● **Data records**
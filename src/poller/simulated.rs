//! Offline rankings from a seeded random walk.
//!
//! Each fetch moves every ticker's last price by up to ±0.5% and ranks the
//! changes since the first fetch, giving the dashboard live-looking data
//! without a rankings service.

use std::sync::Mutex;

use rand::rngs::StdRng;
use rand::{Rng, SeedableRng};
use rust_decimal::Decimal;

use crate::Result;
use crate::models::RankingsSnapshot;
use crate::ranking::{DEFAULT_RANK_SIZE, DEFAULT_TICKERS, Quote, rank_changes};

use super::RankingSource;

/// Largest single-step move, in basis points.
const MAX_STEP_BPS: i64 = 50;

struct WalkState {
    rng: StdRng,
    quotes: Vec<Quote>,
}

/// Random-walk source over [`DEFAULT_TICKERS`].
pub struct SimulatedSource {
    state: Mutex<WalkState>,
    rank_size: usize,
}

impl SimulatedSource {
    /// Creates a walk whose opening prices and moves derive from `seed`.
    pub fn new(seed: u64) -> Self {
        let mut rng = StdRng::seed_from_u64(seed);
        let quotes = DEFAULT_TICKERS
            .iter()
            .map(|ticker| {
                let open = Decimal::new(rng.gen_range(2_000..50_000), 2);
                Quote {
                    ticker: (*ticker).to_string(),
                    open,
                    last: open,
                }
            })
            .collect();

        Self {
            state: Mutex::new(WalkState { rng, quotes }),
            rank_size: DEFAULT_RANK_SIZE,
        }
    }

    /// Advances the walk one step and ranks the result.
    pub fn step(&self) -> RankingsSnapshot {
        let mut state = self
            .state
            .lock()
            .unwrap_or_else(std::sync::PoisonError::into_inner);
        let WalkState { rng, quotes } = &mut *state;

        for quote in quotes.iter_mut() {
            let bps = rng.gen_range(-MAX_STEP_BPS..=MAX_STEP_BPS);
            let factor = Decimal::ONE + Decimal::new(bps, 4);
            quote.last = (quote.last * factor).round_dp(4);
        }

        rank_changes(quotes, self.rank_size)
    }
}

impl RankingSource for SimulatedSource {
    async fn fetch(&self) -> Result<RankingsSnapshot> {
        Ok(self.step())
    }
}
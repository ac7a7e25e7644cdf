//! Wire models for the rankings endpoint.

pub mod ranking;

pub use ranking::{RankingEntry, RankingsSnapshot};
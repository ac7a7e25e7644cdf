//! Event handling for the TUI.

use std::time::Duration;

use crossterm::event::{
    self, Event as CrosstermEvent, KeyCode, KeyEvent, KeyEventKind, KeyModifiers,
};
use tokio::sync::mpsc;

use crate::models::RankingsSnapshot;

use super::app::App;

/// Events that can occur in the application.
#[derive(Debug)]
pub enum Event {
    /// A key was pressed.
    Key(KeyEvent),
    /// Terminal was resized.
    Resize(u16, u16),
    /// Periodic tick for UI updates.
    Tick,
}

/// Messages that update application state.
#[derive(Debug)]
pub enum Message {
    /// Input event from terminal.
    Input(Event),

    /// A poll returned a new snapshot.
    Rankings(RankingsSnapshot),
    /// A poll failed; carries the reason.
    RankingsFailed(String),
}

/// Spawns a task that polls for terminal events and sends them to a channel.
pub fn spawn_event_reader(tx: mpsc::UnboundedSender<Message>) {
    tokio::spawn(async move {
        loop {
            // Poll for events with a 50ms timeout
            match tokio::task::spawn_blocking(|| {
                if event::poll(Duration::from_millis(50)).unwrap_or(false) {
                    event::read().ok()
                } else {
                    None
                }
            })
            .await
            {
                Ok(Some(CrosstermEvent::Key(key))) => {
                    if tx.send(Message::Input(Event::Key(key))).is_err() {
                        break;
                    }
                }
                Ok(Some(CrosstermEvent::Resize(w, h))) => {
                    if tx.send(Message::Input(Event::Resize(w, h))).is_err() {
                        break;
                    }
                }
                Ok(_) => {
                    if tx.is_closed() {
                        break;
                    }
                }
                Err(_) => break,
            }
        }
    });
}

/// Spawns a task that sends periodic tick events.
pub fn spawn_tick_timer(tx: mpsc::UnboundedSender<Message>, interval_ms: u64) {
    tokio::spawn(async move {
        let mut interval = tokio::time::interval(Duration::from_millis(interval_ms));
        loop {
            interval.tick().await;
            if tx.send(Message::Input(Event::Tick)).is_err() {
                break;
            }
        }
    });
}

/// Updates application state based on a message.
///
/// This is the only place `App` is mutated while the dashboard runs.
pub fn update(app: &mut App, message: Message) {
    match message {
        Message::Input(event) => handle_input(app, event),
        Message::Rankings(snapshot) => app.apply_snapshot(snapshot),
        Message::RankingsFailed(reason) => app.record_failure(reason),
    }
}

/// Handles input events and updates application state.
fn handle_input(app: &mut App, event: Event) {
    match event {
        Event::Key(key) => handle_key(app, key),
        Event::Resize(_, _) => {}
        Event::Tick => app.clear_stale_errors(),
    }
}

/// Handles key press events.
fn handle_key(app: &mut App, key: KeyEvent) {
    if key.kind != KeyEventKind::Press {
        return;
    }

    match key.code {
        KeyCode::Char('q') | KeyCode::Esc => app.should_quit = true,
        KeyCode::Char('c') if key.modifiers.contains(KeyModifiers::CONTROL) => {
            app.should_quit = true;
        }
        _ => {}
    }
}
==
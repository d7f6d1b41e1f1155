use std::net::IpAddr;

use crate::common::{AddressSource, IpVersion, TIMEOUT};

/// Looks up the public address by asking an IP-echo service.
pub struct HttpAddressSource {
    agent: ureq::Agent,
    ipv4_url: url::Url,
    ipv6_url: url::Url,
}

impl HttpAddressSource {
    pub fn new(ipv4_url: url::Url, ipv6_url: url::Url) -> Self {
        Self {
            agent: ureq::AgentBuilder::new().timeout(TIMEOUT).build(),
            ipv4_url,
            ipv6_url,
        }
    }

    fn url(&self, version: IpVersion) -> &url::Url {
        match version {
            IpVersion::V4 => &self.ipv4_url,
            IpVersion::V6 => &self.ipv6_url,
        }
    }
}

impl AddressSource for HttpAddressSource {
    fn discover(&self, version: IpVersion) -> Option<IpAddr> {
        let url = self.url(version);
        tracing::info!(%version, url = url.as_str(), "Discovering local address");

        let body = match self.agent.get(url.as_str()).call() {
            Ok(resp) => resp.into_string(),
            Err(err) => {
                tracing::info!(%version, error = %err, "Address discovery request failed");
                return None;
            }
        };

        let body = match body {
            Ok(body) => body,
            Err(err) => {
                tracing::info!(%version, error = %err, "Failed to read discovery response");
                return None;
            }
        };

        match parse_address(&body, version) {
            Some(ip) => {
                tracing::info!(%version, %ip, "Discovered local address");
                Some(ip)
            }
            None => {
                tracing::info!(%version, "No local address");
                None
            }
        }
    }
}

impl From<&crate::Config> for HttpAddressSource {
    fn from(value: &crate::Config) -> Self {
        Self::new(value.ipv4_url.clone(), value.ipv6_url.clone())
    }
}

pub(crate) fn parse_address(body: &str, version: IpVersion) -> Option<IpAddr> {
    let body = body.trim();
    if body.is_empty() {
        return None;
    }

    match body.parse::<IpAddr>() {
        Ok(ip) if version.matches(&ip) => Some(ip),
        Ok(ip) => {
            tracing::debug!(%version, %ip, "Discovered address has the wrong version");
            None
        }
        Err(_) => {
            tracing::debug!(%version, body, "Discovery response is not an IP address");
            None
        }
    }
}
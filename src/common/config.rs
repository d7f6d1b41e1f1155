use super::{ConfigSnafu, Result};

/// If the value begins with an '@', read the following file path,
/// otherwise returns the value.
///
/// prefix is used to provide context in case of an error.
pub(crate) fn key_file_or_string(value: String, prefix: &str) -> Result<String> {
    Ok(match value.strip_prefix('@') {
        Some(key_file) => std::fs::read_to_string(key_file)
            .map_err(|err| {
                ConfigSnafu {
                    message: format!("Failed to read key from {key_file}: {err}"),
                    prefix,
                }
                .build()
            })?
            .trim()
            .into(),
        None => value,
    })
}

● **WHAT TO PRODUCE**
Exactly the lines above from the one with "filename src/poller/simulated.rs" to the one with "pub fn new(seed: u64)", both included, are to be quoted; leave the rest out.

● **WRITTEN SOLUTION**
filename src/poller/simulated.rs
//! Offline rankings from a seeded random walk.
//!
//! Each fetch moves every ticker's last price by up to ±0.5% and ranks the
//! changes since the first fetch, giving the dashboard live-looking data
//! without a rankings service.

use std::sync::Mutex;

use rand::rngs::StdRng;
use rand::{Rng, SeedableRng};
use rust_decimal::Decimal;

use crate::Result;
use crate::models::RankingsSnapshot;
use crate::ranking::{DEFAULT_RANK_SIZE, DEFAULT_TICKERS, Quote, rank_changes};

use super::RankingSource;

/// Largest single-step move, in basis points.
const MAX_STEP_BPS: i64 = 50;

struct WalkState {
    rng: StdRng,
    quotes: Vec<Quote>,
}

/// Random-walk source over [`DEFAULT_TICKERS`].
pub struct SimulatedSource {
    state: Mutex<WalkState>,
    rank_size: usize,
}

impl SimulatedSource {
    /// Creates a walk whose opening prices and moves derive from `seed`.
    pub fn new(seed: u64) -> Self {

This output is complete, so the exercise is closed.